General questions about the U.S. Vaccine Injury Compensation Program.

What is the VICP?
The Vaccine Injury Compensation Program (VICP) is a federal no-fault compensation program for individuals who allege injury from vaccines listed on the Vaccine Injury Table. It was established by the National Childhood Vaccine Injury Act of 1986 and is administered jointly by HHS, the Department of Justice, and the U.S. Court of Federal Claims. Petitions are decided by Special Masters in lieu of traditional civil litigation.
What is the Althen test?
Althen v. HHS, 418 F.3d 1274 (Fed. Cir. 2005) is the controlling precedent for off-Table causation in the VICP. To prevail on a non-Table claim a petitioner must show: (1) a medical theory causally connecting the vaccination and the injury; (2) a logical sequence of cause and effect showing the vaccination was the reason for the injury; and (3) a proximate temporal relationship between the vaccination and the injury.

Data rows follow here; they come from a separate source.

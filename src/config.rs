//! Application configuration.
//!
//! Every field has a default, so an empty or missing file yields the stock
//! scene: a 1280x720 window showing Tower C by day under Phong shading.

use std::path::{Path, PathBuf};

use serde::Deserialize;

use crate::{
    camera::{ProjectionKind, ViewPreset},
    controls::FrameConfig,
    models::{Building, burj::BurjAssets},
    pipelines::LightingModel,
};

/// File looked up in the working directory when `SKYLINE_CONFIG` is unset.
pub const DEFAULT_FILE: &str = "skyline.toml";
pub const PATH_VAR: &str = "SKYLINE_CONFIG";

#[derive(thiserror::Error, Debug)]
pub enum ConfigError {
    #[error("could not read {path}: {source}")]
    Io {
        path: String,
        #[source]
        source: std::io::Error,
    },
    #[error("invalid configuration: {0}")]
    Parse(#[from] toml::de::Error),
}

#[derive(Clone, Debug, PartialEq, Deserialize)]
#[serde(default)]
pub struct WindowConfig {
    pub width: u32,
    pub height: u32,
    pub title: String,
}

impl Default for WindowConfig {
    fn default() -> Self {
        Self {
            width: 1280,
            height: 720,
            title: "Skyline".to_string(),
        }
    }
}

/// Texture file names, relative to the asset directory.
#[derive(Clone, Debug, PartialEq, Deserialize)]
#[serde(default)]
pub struct TextureConfig {
    pub willis: String,
    pub empire: String,
    pub burj: String,
    pub floor: String,
    pub burj_base: String,
    pub burj_pylon: String,
}

impl Default for TextureConfig {
    fn default() -> Self {
        Self {
            willis: "dice2.png".to_string(),
            empire: "dice3.png".to_string(),
            burj: "dice4.png".to_string(),
            floor: "grass.png".to_string(),
            burj_base: "burj_base.png".to_string(),
            burj_pylon: "burj_pylon.png".to_string(),
        }
    }
}

impl TextureConfig {
    pub fn for_building(&self, building: Building) -> &str {
        match building {
            Building::WillisTower => &self.willis,
            Building::EmpireState => &self.empire,
            Building::BurjAlArab => &self.burj,
        }
    }
}

/// What is on screen when the application starts.
#[derive(Clone, Copy, Debug, PartialEq, Deserialize)]
#[serde(default)]
pub struct StartConfig {
    pub lighting: LightingModel,
    pub building: Building,
    pub view: ViewPreset,
    pub projection: ProjectionKind,
    pub day: bool,
}

impl Default for StartConfig {
    fn default() -> Self {
        Self {
            lighting: LightingModel::Phong,
            building: Building::BurjAlArab,
            view: ViewPreset::OrbitLevel,
            projection: ProjectionKind::Perspective,
            day: true,
        }
    }
}

impl StartConfig {
    pub fn frame_config(&self) -> FrameConfig {
        FrameConfig {
            lighting: self.lighting,
            projection: self.projection,
            view: self.view,
            building: self.building,
        }
    }
}

#[derive(Clone, Debug, PartialEq, Deserialize)]
#[serde(default)]
pub struct Config {
    pub window: WindowConfig,
    pub asset_dir: PathBuf,
    pub textures: TextureConfig,
    /// Auxiliary mesh of Tower C, OFF or OBJ.
    pub burj_mesh: String,
    pub start: StartConfig,
}

impl Default for Config {
    fn default() -> Self {
        Self {
            window: WindowConfig::default(),
            asset_dir: PathBuf::from("assets"),
            textures: TextureConfig::default(),
            burj_mesh: "burj_base.off".to_string(),
            start: StartConfig::default(),
        }
    }
}

impl Config {
    pub fn from_toml_str(text: &str) -> Result<Self, ConfigError> {
        Ok(toml::from_str(text)?)
    }

    pub fn load_from_file(path: &Path) -> Result<Self, ConfigError> {
        let text = std::fs::read_to_string(path).map_err(|source| ConfigError::Io {
            path: path.display().to_string(),
            source,
        })?;
        Self::from_toml_str(&text)
    }

    /// Reads `$SKYLINE_CONFIG` if set, else `skyline.toml` if it exists, else
    /// falls back to the defaults.
    pub fn load() -> Result<Self, ConfigError> {
        if let Some(path) = std::env::var_os(PATH_VAR) {
            log::info!("loading configuration from {:?}", path);
            return Self::load_from_file(Path::new(&path));
        }
        let path = Path::new(DEFAULT_FILE);
        if path.exists() {
            log::info!("loading configuration from {}", DEFAULT_FILE);
            Self::load_from_file(path)
        } else {
            log::info!("no {} found, using defaults", DEFAULT_FILE);
            Ok(Self::default())
        }
    }

    pub fn burj_assets(&self) -> BurjAssets {
        BurjAssets {
            mesh: self.burj_mesh.clone(),
            base_texture: self.textures.burj_base.clone(),
            pylon_texture: self.textures.burj_pylon.clone(),
        }
    }
}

What is the average VICP award?
The median compensation award in VICP is approximately $80,000; the mean is approximately $130,000 because of a long right-tail of catastrophic-injury and death-of-petitioner cases that compensate in the millions. As of the most recent corpus refresh, the program has paid approximately $1.19 billion to 9,200+ compensated petitioners.
How long does a VICP case take?
Median time from filing to final judgment in the VICP is approximately 21 months; mean is approximately 26 months. Compensated cases tend to resolve faster than denied or dismissed cases, because contested off-Table causation petitions require multi-round expert witness testimony.
Who decides VICP cases?
Special Masters of the U.S. Court of Federal Claims, Office of Special Masters, decide VICP petitions. There are approximately 8 active Special Masters at any given time, including a Chief Special Master who manages the docket. Decisions can be appealed to the U.S. Court of Federal Claims (judges) and from there to the Federal Circuit.